English edit

Etymology edit

omni- +‎ bearing

Noun edit

omnibearing (plural omnibearings)

  1. (aviation) The bearing of an aircraft, usually relative to magnetic north, determined by omnidirectional radio signals.
    • 1959, Kenneth Franklin Gantz, Man in Space:
      Consequently the capsule could be positioned only by omnibearings reported from the capsule.
    • 1967, Norman R. Driscoll, Effects of a Simple Stability Augmentation System on the Performance of Non-instrument-qualified Light-aircraft Pilots During Instrument Flight., page 11:
      By map reference and omnibearings, he erroneously estimated his position at E', and would have attempted to fly a heading away from the station had he not been corrected.
    • 1976, Flying: Used Planes - What Ten Grand Can Buy, page 12:
      Then a continuous readout of the omnibearing appears in the space used for frequency display, followed by an "F" when "from" is selected, for positive identification.
    • 1995, Samuel B. Fishbein, Flight management systems: the evolution of avionics and navigation:
      The bearing of the aircraft is shown in degrees on the aircraft's omnibearing selector. Left-right displacement from the bearing line is shown on the course-line-deviation indicator.
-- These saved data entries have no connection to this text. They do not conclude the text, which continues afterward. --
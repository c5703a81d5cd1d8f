//! bplusdb - a disk-resident B+tree of `(key, value)` pairs in one flat file.
//!
//! # Architecture
//! ```text
//! ┌─────────────────────────────────────────────────────────────────┐
//! │                            bplusdb                              │
//! ├─────────────────────────────────────────────────────────────────┤
//! │  ┌─────────────────────────────────────────────────────────┐   │
//! │  │              B+Tree Engine (index/btree/)               │   │
//! │  │   insert / remove / find, node splits, root growth      │   │
//! │  │   leaf chain scans, structural verification             │   │
//! │  └─────────────────────────────────────────────────────────┘   │
//! │                              ↓                                  │
//! │  ┌─────────────────────────────────────────────────────────┐   │
//! │  │              Node Store (storage/)                      │   │
//! │  │   FileHeader (root, capacity) + fixed-size node records │   │
//! │  │   read / write in place / append                        │   │
//! │  └─────────────────────────────────────────────────────────┘   │
//! └─────────────────────────────────────────────────────────────────┘
//! ```
//!
//! # Modules
//! - [`common`] - Shared primitives (NodeOffset, Error, config)
//! - [`storage`] - File layout and node I/O
//! - [`index`] - The B+tree
//!
//! # Quick Start
//! ```no_run
//! use bplusdb::{BPlusTree, TreeConfig};
//!
//! let mut tree = BPlusTree::open_or_create("my_index.idx", TreeConfig::default()).unwrap();
//!
//! tree.insert("apple", 1).unwrap();
//! tree.insert("apple", 3).unwrap();
//! tree.remove("apple", 1).unwrap();
//!
//! assert_eq!(tree.find("apple").unwrap(), vec![3]);
//! ```
//!
//! # Operating assumptions
//! Single-threaded, single-process access. All operations are synchronous
//! and run to completion; nothing is locked.

pub mod common;
pub mod index;
pub mod storage;

// Re-export commonly used items at crate root for convenience
pub use common::config::{DEFAULT_CAPACITY, MAX_CAPACITY, MAX_KEY_LEN};
pub use common::{Error, NodeOffset, Result, TreeConfig};

pub use index::btree::{BPlusTree, Key, LeafChain, Node, Pair, Pairs, SplitCounters, TreeShape};
pub use storage::{FileHeader, NodeStore, StatsSnapshot, StoreStats};
//! Node store I/O statistics.

use std::fmt;
use std::sync::atomic::{AtomicU64, Ordering};

/// Counters for every record-level I/O the node store performs.
///
/// Atomic so they can be read through `&self` while the store is borrowed
/// elsewhere. `Ordering::Relaxed` is enough: counters are independent.
///
/// # Example
/// ```
/// use bplusdb::StoreStats;
/// use std::sync::atomic::Ordering;
///
/// let stats = StoreStats::new();
/// stats.nodes_read.fetch_add(1, Ordering::Relaxed);
/// assert_eq!(stats.snapshot().nodes_read, 1);
/// ```
#[derive(Debug)]
pub struct StoreStats {
    /// Node records read.
    pub nodes_read: AtomicU64,

    /// Existing node records rewritten in place.
    pub nodes_written: AtomicU64,

    /// New node records appended at end of file.
    pub nodes_appended: AtomicU64,

    /// Header rewrites (root changes).
    pub header_writes: AtomicU64,
}

impl StoreStats {
    /// Create a new stats tracker with all counters at zero.
    pub fn new() -> Self {
        Self {
            nodes_read: AtomicU64::new(0),
            nodes_written: AtomicU64::new(0),
            nodes_appended: AtomicU64::new(0),
            header_writes: AtomicU64::new(0),
        }
    }

    /// Get a point-in-time copy of the counters.
    pub fn snapshot(&self) -> StatsSnapshot {
        StatsSnapshot {
            nodes_read: self.nodes_read.load(Ordering::Relaxed),
            nodes_written: self.nodes_written.load(Ordering::Relaxed),
            nodes_appended: self.nodes_appended.load(Ordering::Relaxed),
            header_writes: self.header_writes.load(Ordering::Relaxed),
        }
    }

    /// Reset all counters to zero.
    pub fn reset(&self) {
        self.nodes_read.store(0, Ordering::Relaxed);
        self.nodes_written.store(0, Ordering::Relaxed);
        self.nodes_appended.store(0, Ordering::Relaxed);
        self.header_writes.store(0, Ordering::Relaxed);
    }

    #[inline]
    pub(crate) fn record_read(&self) {
        self.nodes_read.fetch_add(1, Ordering::Relaxed);
    }

    #[inline]
    pub(crate) fn record_write(&self) {
        self.nodes_written.fetch_add(1, Ordering::Relaxed);
    }

    #[inline]
    pub(crate) fn record_append(&self) {
        self.nodes_appended.fetch_add(1, Ordering::Relaxed);
    }

    #[inline]
    pub(crate) fn record_header_write(&self) {
        self.header_writes.fetch_add(1, Ordering::Relaxed);
    }
}

impl Default for StoreStats {
    fn default() -> Self {
        Self::new()
    }
}

/// A point-in-time snapshot of [`StoreStats`].
#[derive(Debug, Clone, Copy, PartialEq, Eq, Default)]
pub struct StatsSnapshot {
    pub nodes_read: u64,
    pub nodes_written: u64,
    pub nodes_appended: u64,
    pub header_writes: u64,
}

impl StatsSnapshot {
    /// Total record writes, in place or appended.
    pub fn total_writes(&self) -> u64 {
        self.nodes_written + self.nodes_appended
    }
}

impl fmt::Display for StatsSnapshot {
    fn fmt(&self, f: &mut fmt::Formatter<'_>) -> fmt::Result {
        write!(
            f,
            "Stats {{ reads: {}, writes: {}, appends: {}, header_writes: {} }}",
            self.nodes_read, self.nodes_written, self.nodes_appended, self.header_writes
        )
    }
}
//! Node Store - fixed-size node records in a single file.
//!
//! The [`NodeStore`] handles all direct file operations:
//! - Reading and rewriting node records in place
//! - Appending new nodes at end of file
//! - Persisting the root offset in the file header

use std::fs::{File, OpenOptions};
use std::io::{Read, Seek, SeekFrom, Write};
use std::path::Path;

use tracing::{info, trace, warn};

use crate::common::{Error, NodeOffset, Result, TreeConfig};
use crate::index::btree::Node;
use crate::storage::{FileHeader, StoreStats};

/// Manages node records for one index file.
///
/// # File Layout
/// ```text
/// ┌────────┬──────────┬──────────┬─────┬──────────┐
/// │ Header │ Node     │ Node     │ ... │ Node     │
/// │ (32B)  │ (record) │ (record) │     │ (record) │
/// └────────┴──────────┴──────────┴─────┴──────────┘
/// Offset: 0   32     32 + R      ...   32 + N×R
/// ```
///
/// A node's address is its byte offset. Existing nodes are rewritten in
/// place; new nodes are always appended, so the file only grows and an
/// address stays valid for the life of the file.
///
/// # Thread Safety
/// `NodeStore` is **single-threaded**. Callers must serialize all access;
/// there is no locking and no protection against other processes opening
/// the same file.
///
/// # Durability
/// With `sync_writes` enabled every write is followed by `sync_data()`, so
/// it is durable on return. No operation spans several records atomically.
pub struct NodeStore {
    file: File,
    config: TreeConfig,
    header: FileHeader,
    /// Number of node records in the file.
    node_count: u64,
    stats: StoreStats,
    /// Scratch buffer of exactly one record.
    record: Vec<u8>,
}

impl NodeStore {
    /// Create a new index file containing only a header.
    ///
    /// The root offset starts out `INVALID`; the tree appends its first root
    /// and records it with [`NodeStore::set_root`].
    ///
    /// # Errors
    /// Returns an error if the file already exists or cannot be created.
    pub fn create<P: AsRef<Path>>(path: P, config: TreeConfig) -> Result<Self> {
        let mut file = OpenOptions::new()
            .read(true)
            .write(true)
            .create_new(true)
            .open(path.as_ref())?;

        let header = FileHeader::new(config.capacity() as u32);
        file.write_all(&header.to_bytes())?;
        if config.sync_writes {
            file.sync_all()?;
        }

        info!(
            path = %path.as_ref().display(),
            capacity = config.capacity(),
            record_size = config.record_size(),
            "created node store"
        );

        Ok(Self::from_parts(file, config, header, 0))
    }

    /// Open an existing index file.
    ///
    /// The node capacity comes from the header.
    ///
    /// # Errors
    /// - I/O errors if the file doesn't exist or cannot be read
    /// - `Error::TruncatedFile` if the length isn't a header plus whole records
    /// - Header validation errors (`BadMagic`, `HeaderChecksumMismatch`, ...)
    /// - `Error::InvalidCapacity` if the header declares an unusable capacity
    pub fn open<P: AsRef<Path>>(path: P, sync_writes: bool) -> Result<Self> {
        let mut file = OpenOptions::new()
            .read(true)
            .write(true)
            .open(path.as_ref())?;
        let file_size = file.metadata()?.len();

        if file_size < FileHeader::SIZE as u64 {
            warn!(path = %path.as_ref().display(), file_size, "file shorter than header");
            return Err(Error::TruncatedFile {
                len: file_size,
                record_size: 0,
            });
        }

        let mut raw = [0u8; FileHeader::SIZE];
        file.seek(SeekFrom::Start(0))?;
        file.read_exact(&mut raw)?;
        let header = FileHeader::from_bytes(&raw).inspect_err(|e| {
            warn!(path = %path.as_ref().display(), error = %e, "rejected file header");
        })?;

        // Checked before any record-sized buffer is allocated
        let config = TreeConfig::with_capacity(header.capacity as usize)
            .inspect_err(|e| {
                warn!(path = %path.as_ref().display(), error = %e, "rejected header capacity");
            })?
            .sync_writes(sync_writes);
        let record_size = config.record_size() as u64;
        let body = file_size - FileHeader::SIZE as u64;
        if body % record_size != 0 {
            warn!(
                path = %path.as_ref().display(),
                file_size,
                record_size,
                "file is not a whole number of node records"
            );
            return Err(Error::TruncatedFile {
                len: file_size,
                record_size: config.record_size(),
            });
        }

        let store = Self::from_parts(file, config, header, body / record_size);
        if header.root.is_valid() && !store.is_node_offset(header.root) {
            return Err(Error::InvalidOffset(header.root.0));
        }

        info!(
            path = %path.as_ref().display(),
            capacity = config.capacity(),
            nodes = store.node_count,
            root = header.root.0,
            "opened node store"
        );

        Ok(store)
    }

    /// Open an existing index file, or create it if it doesn't exist.
    ///
    /// # Errors
    /// Returns `Error::CapacityMismatch` if an existing file was written with
    /// a different capacity than `config`.
    pub fn open_or_create<P: AsRef<Path>>(path: P, config: TreeConfig) -> Result<Self> {
        if path.as_ref().exists() {
            let store = Self::open(path, config.sync_writes)?;
            if store.config.capacity() != config.capacity() {
                return Err(Error::CapacityMismatch {
                    file: store.config.capacity(),
                    config: config.capacity(),
                });
            }
            Ok(store)
        } else {
            Self::create(path, config)
        }
    }

    fn from_parts(file: File, config: TreeConfig, header: FileHeader, node_count: u64) -> Self {
        Self {
            file,
            config,
            header,
            node_count,
            stats: StoreStats::new(),
            record: vec![0u8; config.record_size()],
        }
    }

    // ========================================================================
    // Node I/O
    // ========================================================================

    /// Read the node at `offset`.
    ///
    /// # Errors
    /// - `Error::InvalidOffset` if `offset` doesn't address a record
    /// - `Error::CorruptNode` if the record doesn't decode
    pub fn read(&mut self, offset: NodeOffset) -> Result<Node> {
        self.check_offset(offset)?;

        self.file.seek(SeekFrom::Start(offset.0 as u64))?;
        self.file.read_exact(&mut self.record)?;
        self.stats.record_read();
        trace!(offset = offset.0, "read node");

        Node::decode(&self.record, self.config.capacity())
            .map_err(|reason| Error::CorruptNode {
                offset: offset.0,
                reason,
            })
    }

    /// Overwrite the node at `offset`.
    ///
    /// # Errors
    /// Returns `Error::InvalidOffset` if `offset` doesn't address an existing
    /// record. New nodes go through [`NodeStore::append`].
    pub fn write(&mut self, offset: NodeOffset, node: &Node) -> Result<()> {
        self.check_offset(offset)?;

        self.write_record(offset, node)?;
        self.stats.record_write();
        trace!(offset = offset.0, leaf = node.is_leaf(), count = node.count(), "wrote node");
        Ok(())
    }

    /// Write `node` at end of file and return its permanent offset.
    pub fn append(&mut self, node: &Node) -> Result<NodeOffset> {
        let offset = self.offset_of(self.node_count);

        self.write_record(offset, node)?;
        self.node_count += 1;
        self.stats.record_append();
        trace!(offset = offset.0, leaf = node.is_leaf(), count = node.count(), "appended node");
        Ok(offset)
    }

    fn write_record(&mut self, offset: NodeOffset, node: &Node) -> Result<()> {
        node.encode(&mut self.record);

        self.file.seek(SeekFrom::Start(offset.0 as u64))?;
        self.file.write_all(&self.record)?;
        if self.config.sync_writes {
            self.file.sync_data()?;
        }
        Ok(())
    }

    // ========================================================================
    // Root pointer
    // ========================================================================

    /// Offset of the current root, `INVALID` in a file with no nodes yet.
    #[inline]
    pub fn root(&self) -> NodeOffset {
        self.header.root
    }

    /// Record a new root offset in the file header.
    ///
    /// # Errors
    /// Returns `Error::InvalidOffset` if `root` doesn't address a record.
    pub fn set_root(&mut self, root: NodeOffset) -> Result<()> {
        self.check_offset(root)?;

        self.header.root = root;
        self.file.seek(SeekFrom::Start(0))?;
        self.file.write_all(&self.header.to_bytes())?;
        if self.config.sync_writes {
            self.file.sync_data()?;
        }
        self.stats.record_header_write();
        Ok(())
    }

    // ========================================================================
    // Geometry
    // ========================================================================

    /// True if `offset` is the start of an existing record.
    pub fn is_node_offset(&self, offset: NodeOffset) -> bool {
        let first = FileHeader::SIZE as i64;
        let record_size = self.config.record_size() as i64;
        offset.0 >= first
            && (offset.0 - first) % record_size == 0
            && ((offset.0 - first) / record_size) < self.node_count as i64
    }

    fn check_offset(&self, offset: NodeOffset) -> Result<()> {
        if self.is_node_offset(offset) {
            Ok(())
        } else {
            Err(Error::InvalidOffset(offset.0))
        }
    }

    fn offset_of(&self, index: u64) -> NodeOffset {
        let record_size = self.config.record_size() as u64;
        NodeOffset::new((FileHeader::SIZE as u64 + index * record_size) as i64)
    }

    /// Configuration this file was opened or created with.
    #[inline]
    pub fn config(&self) -> &TreeConfig {
        &self.config
    }

    /// Number of node records in the file.
    #[inline]
    pub fn node_count(&self) -> u64 {
        self.node_count
    }

    /// Total size of the file in bytes.
    #[inline]
    pub fn file_size(&self) -> u64 {
        FileHeader::SIZE as u64 + self.node_count * self.config.record_size() as u64
    }

    /// I/O counters.
    #[inline]
    pub fn stats(&self) -> &StoreStats {
        &self.stats
    }
}
//! Plain-terminal rendering of tasks and statistics.
//!
//! Everything here builds strings; the command layer decides where they go.

use chrono::NaiveDate;
use crossterm::style::{Color, Stylize};

use crate::fields::*;
use crate::query::Statistics;
use crate::task::Task;

/// Format a due date relative to today ("today", "tomorrow", "in 3d", "2d late").
pub fn format_due_relative(due: Option<NaiveDate>, today: NaiveDate) -> String {
    match due {
        None => "-".into(),
        Some(d) => {
            let delta = (d - today).num_days();
            if delta == 0 {
                "today".into()
            } else if delta == 1 {
                "tomorrow".into()
            } else if delta > 1 {
                format!("in {delta}d")
            } else {
                format!("{}d late", -delta)
            }
        }
    }
}

pub fn priority_color(p: Priority) -> Color {
    match p {
        Priority::High => Color::Red,
        Priority::Medium => Color::Yellow,
        Priority::Low => Color::Green,
    }
}

pub fn status_color(s: Status) -> Color {
    match s {
        Status::Pending => Color::Grey,
        Status::InProgress => Color::Blue,
        Status::Completed => Color::Green,
        Status::Cancelled => Color::DarkRed,
    }
}

/// Truncate a string to a maximum width, adding ellipsis if needed.
pub fn truncate(s: &str, width: usize) -> String {
    if s.chars().count() <= width {
        s.to_string()
    } else {
        let mut out: String = s.chars().take(width.saturating_sub(1)).collect();
        out.push('…');
        out
    }
}

/// One line per entry, each terminated by a newline.
fn join_lines(lines: Vec<String>) -> String {
    lines.into_iter().map(|l| l + "\n").collect()
}

/// Render tasks as a table, one row per task.
pub fn render_table(tasks: &[&Task], today: NaiveDate) -> String {
    if tasks.is_empty() {
        return "No tasks found.\n".to_string();
    }
    let header = format!(
        "{:<5} {:<12} {:<7} {:<10} {:<14} {}",
        "ID", "Status", "Pri", "Due", "Project", "Title [tags]"
    );
    let mut lines = vec![header.bold().to_string()];
    for t in tasks {
        let tags = if t.tags().is_empty() {
            String::new()
        } else {
            format!(" [{}]", t.tags().join(","))
        };
        let due = format!("{:<10}", format_due_relative(t.due_date(), today));
        let due = if t.is_overdue(today) { due.red().to_string() } else { due };
        lines.push(format!(
            "{:<5} {} {} {} {:<14} {}{}",
            t.id(),
            format!("{:<12}", t.status().as_str()).with(status_color(t.status())),
            format!("{:<7}", t.priority().as_str()).with(priority_color(t.priority())),
            due,
            truncate(t.project().unwrap_or("-"), 14),
            t.title(),
            tags.dark_grey()
        ));
    }
    join_lines(lines)
}

/// Render every field of one task.
pub fn render_task(t: &Task, today: NaiveDate) -> String {
    let due = match t.due_date() {
        Some(d) => format!("{d} ({})", format_due_relative(Some(d), today)),
        None => "-".into(),
    };
    let tags = if t.tags().is_empty() { "-".into() } else { t.tags().join(", ") };

    let mut lines = vec![
        format!("[#{}] {}", t.id(), t.title()).bold().to_string(),
        format!("Status:       {}", t.status().as_str().with(status_color(t.status()))),
        format!("Priority:     {}", t.priority().as_str().with(priority_color(t.priority()))),
        format!("Project:      {}", t.project().unwrap_or("-")),
        format!("Due:          {due}"),
    ];
    if t.is_overdue(today) {
        lines.push(format!("              {}", "OVERDUE".red().bold()));
    }
    lines.push(format!("Tags:         {tags}"));
    lines.push(format!("Created:      {}", t.created_at().to_rfc3339()));
    lines.push(format!("Updated:      {}", t.updated_at().to_rfc3339()));
    if let Some(c) = t.completed_at() {
        lines.push(format!("Completed:    {}", c.to_rfc3339()));
    }
    let description = if t.description().is_empty() { "-" } else { t.description() };
    lines.push(format!("Description:\n{description}"));
    join_lines(lines)
}

fn percent(stats: &Statistics, count: usize) -> String {
    stats
        .percentage(count)
        .map(|p| format!(" ({p:.1}%)"))
        .unwrap_or_default()
}

/// Render a statistics summary.
pub fn render_statistics(stats: &Statistics) -> String {
    let mut lines = vec![
        "Task statistics".bold().to_string(),
        format!("Total:        {}", stats.total),
    ];
    if stats.total == 0 {
        return join_lines(lines);
    }

    lines.push("\nBy status:".into());
    for s in Status::ALL {
        let n = stats.status_count(s);
        let label = format!("{:<12}", s.as_str()).with(status_color(s));
        lines.push(format!("  {label} {n}{}", percent(stats, n)));
    }
    lines.push("\nBy priority:".into());
    for p in [Priority::High, Priority::Medium, Priority::Low] {
        let n = stats.priority_count(p);
        let label = format!("{:<12}", p.as_str()).with(priority_color(p));
        lines.push(format!("  {label} {n}{}", percent(stats, n)));
    }
    if stats.overdue > 0 {
        let warning = format!("{} task(s) overdue", stats.overdue).red().bold();
        lines.push(format!("\n{warning}"));
    }
    if !stats.tags.is_empty() {
        let tags: Vec<&str> = stats.tags.iter().map(String::as_str).collect();
        lines.push(format!("\nTags in use:  {}", tags.join(", ")));
    }
    join_lines(lines)
}

#[cfg(test)]
mod tests {
    use super::*;
    use crate::query::Query;
    use crate::task::NewTask;
    use chrono::{TimeZone, Utc};

    fn day(y: i32, m: u32, d: u32) -> NaiveDate {
        NaiveDate::from_ymd_opt(y, m, d).unwrap()
    }

    #[test]
    fn due_dates_relative_to_today() {
        let today = day(2025, 1, 10);
        assert_eq!(format_due_relative(None, today), "-");
        assert_eq!(format_due_relative(Some(today), today), "today");
        assert_eq!(format_due_relative(Some(day(2025, 1, 11)), today), "tomorrow");
        assert_eq!(format_due_relative(Some(day(2025, 1, 13)), today), "in 3d");
        assert_eq!(format_due_relative(Some(day(2025, 1, 8)), today), "2d late");
    }

    #[test]
    fn truncate_adds_ellipsis() {
        assert_eq!(truncate("short", 10), "short");
        assert_eq!(truncate("a longer project", 6), "a lon…");
    }

    #[test]
    fn table_and_detail_mention_the_task() {
        let now = Utc.with_ymd_and_hms(2025, 1, 10, 9, 0, 0).unwrap();
        let new = NewTask {
            tags: vec!["home".into()],
            ..NewTask::new("Water plants")
        };
        let task = Task::create(7, &new, None, now).unwrap();

        let table = render_table(&[&task], now.date_naive());
        assert!(table.contains("Water plants"));
        assert!(table.contains("home"));

        let detail = render_task(&task, now.date_naive());
        assert!(detail.contains("[#7] Water plants"));
        assert!(render_table(&[], now.date_naive()).contains("No tasks"));
    }

    #[test]
    fn empty_statistics_skip_breakdowns() {
        let stats = Query::new(&[], day(2025, 1, 10)).statistics();
        let text = render_statistics(&stats);
        assert!(text.contains("Total:        0"));
        assert!(!text.contains('%'));
    }

    #[test]
    fn statistics_and_detail_lines() {
        let now = Utc.with_ymd_and_hms(2025, 1, 10, 9, 0, 0).unwrap();
        let late = NewTask {
            tags: vec!["home".into()],
            ..NewTask::new("Pay rent")
        };
        let tasks = vec![
            Task::create(1, &late, Some(day(2025, 1, 5)), now).unwrap(),
            Task::create(2, &NewTask::new("Read"), None, now).unwrap(),
        ];
        let today = now.date_naive();

        let text = render_statistics(&Query::new(&tasks, today).statistics());
        assert!(text.contains("Total:        2"));
        assert!(text.contains("2 (100.0%)"));
        assert!(text.contains("1 task(s) overdue"));
        assert!(text.contains("Tags in use:  home"));
        assert!(text.ends_with('\n'));

        let detail = render_task(&tasks[0], today);
        assert!(detail.contains("OVERDUE"));
        assert!(detail.contains("Due:          2025-01-05 (5d late)"));
        assert!(detail.ends_with("Description:\n-\n"));
    }
}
To denote direction of the omnibearing line with respect to the VOR, a "to-from" ambiguity indicator is used.

Adjective edit

omnibearing (not comparable)

  1. Pertaining to everything within a domain.
    • 1986, Daily Report: China - Issues 141-147:
      In order to achieve this aim, however, it is imperative to have an omnibearing industrial policy integrating different policies for different trades with different policies of the central and local authorities and of different regions.